• [GOAL OF THE EXERCISE]
For this exercise, repeat each entry exactly as written.

(Items from a data source)
■ ■ ■ ■

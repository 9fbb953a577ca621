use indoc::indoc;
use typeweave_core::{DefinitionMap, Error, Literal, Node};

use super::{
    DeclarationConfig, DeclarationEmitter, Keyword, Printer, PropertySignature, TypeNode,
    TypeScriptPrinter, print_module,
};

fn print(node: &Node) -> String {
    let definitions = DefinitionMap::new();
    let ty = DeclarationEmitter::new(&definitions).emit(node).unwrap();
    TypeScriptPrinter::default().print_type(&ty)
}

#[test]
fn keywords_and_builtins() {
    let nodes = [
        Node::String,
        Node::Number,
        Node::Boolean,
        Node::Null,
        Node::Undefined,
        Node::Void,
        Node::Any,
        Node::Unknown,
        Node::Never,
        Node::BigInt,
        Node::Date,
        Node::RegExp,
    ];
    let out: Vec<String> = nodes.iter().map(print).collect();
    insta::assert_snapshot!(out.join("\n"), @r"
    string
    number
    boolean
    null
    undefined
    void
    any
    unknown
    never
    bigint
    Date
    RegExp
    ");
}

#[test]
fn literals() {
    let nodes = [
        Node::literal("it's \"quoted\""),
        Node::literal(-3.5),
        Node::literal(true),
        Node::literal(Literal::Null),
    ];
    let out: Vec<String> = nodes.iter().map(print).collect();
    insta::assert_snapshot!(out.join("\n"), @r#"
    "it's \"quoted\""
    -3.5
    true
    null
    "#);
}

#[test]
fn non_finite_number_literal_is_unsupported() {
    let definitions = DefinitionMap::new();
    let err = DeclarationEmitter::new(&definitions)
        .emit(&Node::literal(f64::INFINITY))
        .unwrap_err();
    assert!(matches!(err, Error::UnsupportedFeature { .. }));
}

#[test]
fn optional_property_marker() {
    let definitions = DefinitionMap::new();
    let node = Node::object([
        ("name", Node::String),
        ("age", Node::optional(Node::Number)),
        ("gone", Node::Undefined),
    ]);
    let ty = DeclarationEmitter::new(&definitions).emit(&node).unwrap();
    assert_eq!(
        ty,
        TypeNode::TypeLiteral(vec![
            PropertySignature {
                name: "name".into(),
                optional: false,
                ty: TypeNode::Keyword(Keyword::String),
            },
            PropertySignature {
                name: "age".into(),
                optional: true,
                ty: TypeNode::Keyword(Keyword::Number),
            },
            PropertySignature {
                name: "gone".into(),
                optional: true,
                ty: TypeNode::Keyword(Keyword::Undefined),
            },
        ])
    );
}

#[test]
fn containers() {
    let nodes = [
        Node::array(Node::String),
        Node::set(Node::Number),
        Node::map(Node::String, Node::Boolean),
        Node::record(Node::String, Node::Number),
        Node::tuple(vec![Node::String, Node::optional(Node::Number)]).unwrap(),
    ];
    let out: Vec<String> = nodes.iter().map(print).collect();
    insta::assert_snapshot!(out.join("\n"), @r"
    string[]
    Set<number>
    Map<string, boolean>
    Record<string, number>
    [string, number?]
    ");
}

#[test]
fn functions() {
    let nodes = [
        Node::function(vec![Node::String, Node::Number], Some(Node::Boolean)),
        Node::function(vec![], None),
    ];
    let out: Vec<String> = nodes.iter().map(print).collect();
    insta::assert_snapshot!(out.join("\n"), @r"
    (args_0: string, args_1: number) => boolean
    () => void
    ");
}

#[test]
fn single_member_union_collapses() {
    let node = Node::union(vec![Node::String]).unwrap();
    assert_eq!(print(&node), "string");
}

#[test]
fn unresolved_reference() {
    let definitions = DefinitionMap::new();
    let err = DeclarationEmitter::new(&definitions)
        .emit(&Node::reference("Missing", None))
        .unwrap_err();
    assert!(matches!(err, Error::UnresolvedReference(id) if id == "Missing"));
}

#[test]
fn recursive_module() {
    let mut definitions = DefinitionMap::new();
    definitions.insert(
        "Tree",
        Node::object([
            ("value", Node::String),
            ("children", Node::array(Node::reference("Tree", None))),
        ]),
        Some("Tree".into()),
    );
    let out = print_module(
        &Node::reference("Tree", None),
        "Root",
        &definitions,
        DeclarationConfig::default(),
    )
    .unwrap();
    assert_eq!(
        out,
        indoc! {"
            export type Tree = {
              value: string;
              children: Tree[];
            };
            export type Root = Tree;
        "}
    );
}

■ ■ ■ ■

• [ANSWER AREA]
repository 9fbb953a577ca621
use indoc::indoc;
use typeweave_core::{DefinitionMap, Error, Literal, Node};

use super::{
    DeclarationConfig, DeclarationEmitter, Keyword, Printer, PropertySignature, TypeNode,
    TypeScriptPrinter, print_module,
};

fn print(node: &Node) -> String {
    let definitions = DefinitionMap::new();
    let ty = DeclarationEmitter::new(&definitions).emit(node).unwrap();
    TypeScriptPrinter::default().print_type(&ty)
}

#[test]
fn keywords_and_builtins() {
    let nodes = [
        Node::String,
        Node::Number,
        Node::Boolean,
        Node::Null,
        Node::Undefined,
        Node::Void,
        Node::Any,
        Node::Unknown,
        Node::Never,
        Node::BigInt,
        Node::Date,
        Node::RegExp,
    ];
    let out: Vec<String> = nodes.iter().map(print).collect();
    insta::assert_snapshot!(out.join("\n"), @r"
    string
    number
    boolean
    null
    undefined
    void
    any
    unknown
    never
    bigint
    Date
    RegExp
    ");
}

#[test]
fn literals() {
    let nodes = [
        Node::literal("it's \"quoted\""),
        Node::literal(-3.5),
        Node::literal(true),
        Node::literal(Literal::Null),
    ];
    let out: Vec<String> = nodes.iter().map(print).collect();
    insta::assert_snapshot!(out.join("\n"), @r#"
    "it's \"quoted\""
    -3.5
    true
    null
    "#);
}

#[test]
fn non_finite_number_literal_is_unsupported() {
    let definitions = DefinitionMap::new();
    let err = DeclarationEmitter::new(&definitions)
        .emit(&Node::literal(f64::INFINITY))
        .unwrap_err();
    assert!(matches!(err, Error::UnsupportedFeature { .. }));
}

#[test]
fn optional_property_marker() {
    let definitions = DefinitionMap::new();
    let node = Node::object([
        ("name", Node::String),
        ("age", Node::optional(Node::Number)),
        ("gone", Node::Undefined),
    ]);
    let ty = DeclarationEmitter::new(&definitions).emit(&node).unwrap();
    assert_eq!(
        ty,
        TypeNode::TypeLiteral(vec![
            PropertySignature {
                name: "name".into(),
                optional: false,
                ty: TypeNode::Keyword(Keyword::String),
            },
            PropertySignature {
                name: "age".into(),
                optional: true,
                ty: TypeNode::Keyword(Keyword::Number),
            },
            PropertySignature {
                name: "gone".into(),
                optional: true,
                ty: TypeNode::Keyword(Keyword::Undefined),
            },
        ])
    );
}

#[test]
fn containers() {
    let nodes = [
        Node::array(Node::String),
        Node::set(Node::Number),
        Node::map(Node::String, Node::Boolean),
        Node::record(Node::String, Node::Number),
        Node::tuple(vec![Node::String, Node::optional(Node::Number)]).unwrap(),
    ];
    let out: Vec<String> = nodes.iter().map(print).collect();
    insta::assert_snapshot!(out.join("\n"), @r"
    string[]
    Set<number>
    Map<string, boolean>
    Record<string, number>
    [string, number?]
    ");
}

#[test]
fn functions() {
    let nodes = [
        Node::function(vec![Node::String, Node::Number], Some(Node::Boolean)),
        Node::function(vec![], None),
    ];
    let out: Vec<String> = nodes.iter().map(print).collect();
    insta::assert_snapshot!(out.join("\n"), @r"
    (args_0: string, args_1: number) => boolean
    () => void
    ");
}

#[test]
fn single_member_union_collapses() {
    let node = Node::union(vec![Node::String]).unwrap();
    assert_eq!(print(&node), "string");
}

#[test]
fn unresolved_reference() {
    let definitions = DefinitionMap::new();
    let err = DeclarationEmitter::new(&definitions)
        .emit(&Node::reference("Missing", None))
        .unwrap_err();
    assert!(matches!(err, Error::UnresolvedReference(id) if id == "Missing"));
}

#[test]
fn recursive_module() {
    let mut definitions = DefinitionMap::new();
    definitions.insert(
        "Tree",
        Node::object([
            ("value", Node::String),
            ("children", Node::array(Node::reference("Tree", None))),
        ]),
        Some("Tree".into()),
    );
    let out = print_module(
        &Node::reference("Tree", None),
        "Root",
        &definitions,
        DeclarationConfig::default(),
    )
    .unwrap();
    assert_eq!(
        out,
        indoc! {"
            export type Tree = {
              value: string;
              children: Tree[];
            };
            export type Root = Tree;
        "}
    );
}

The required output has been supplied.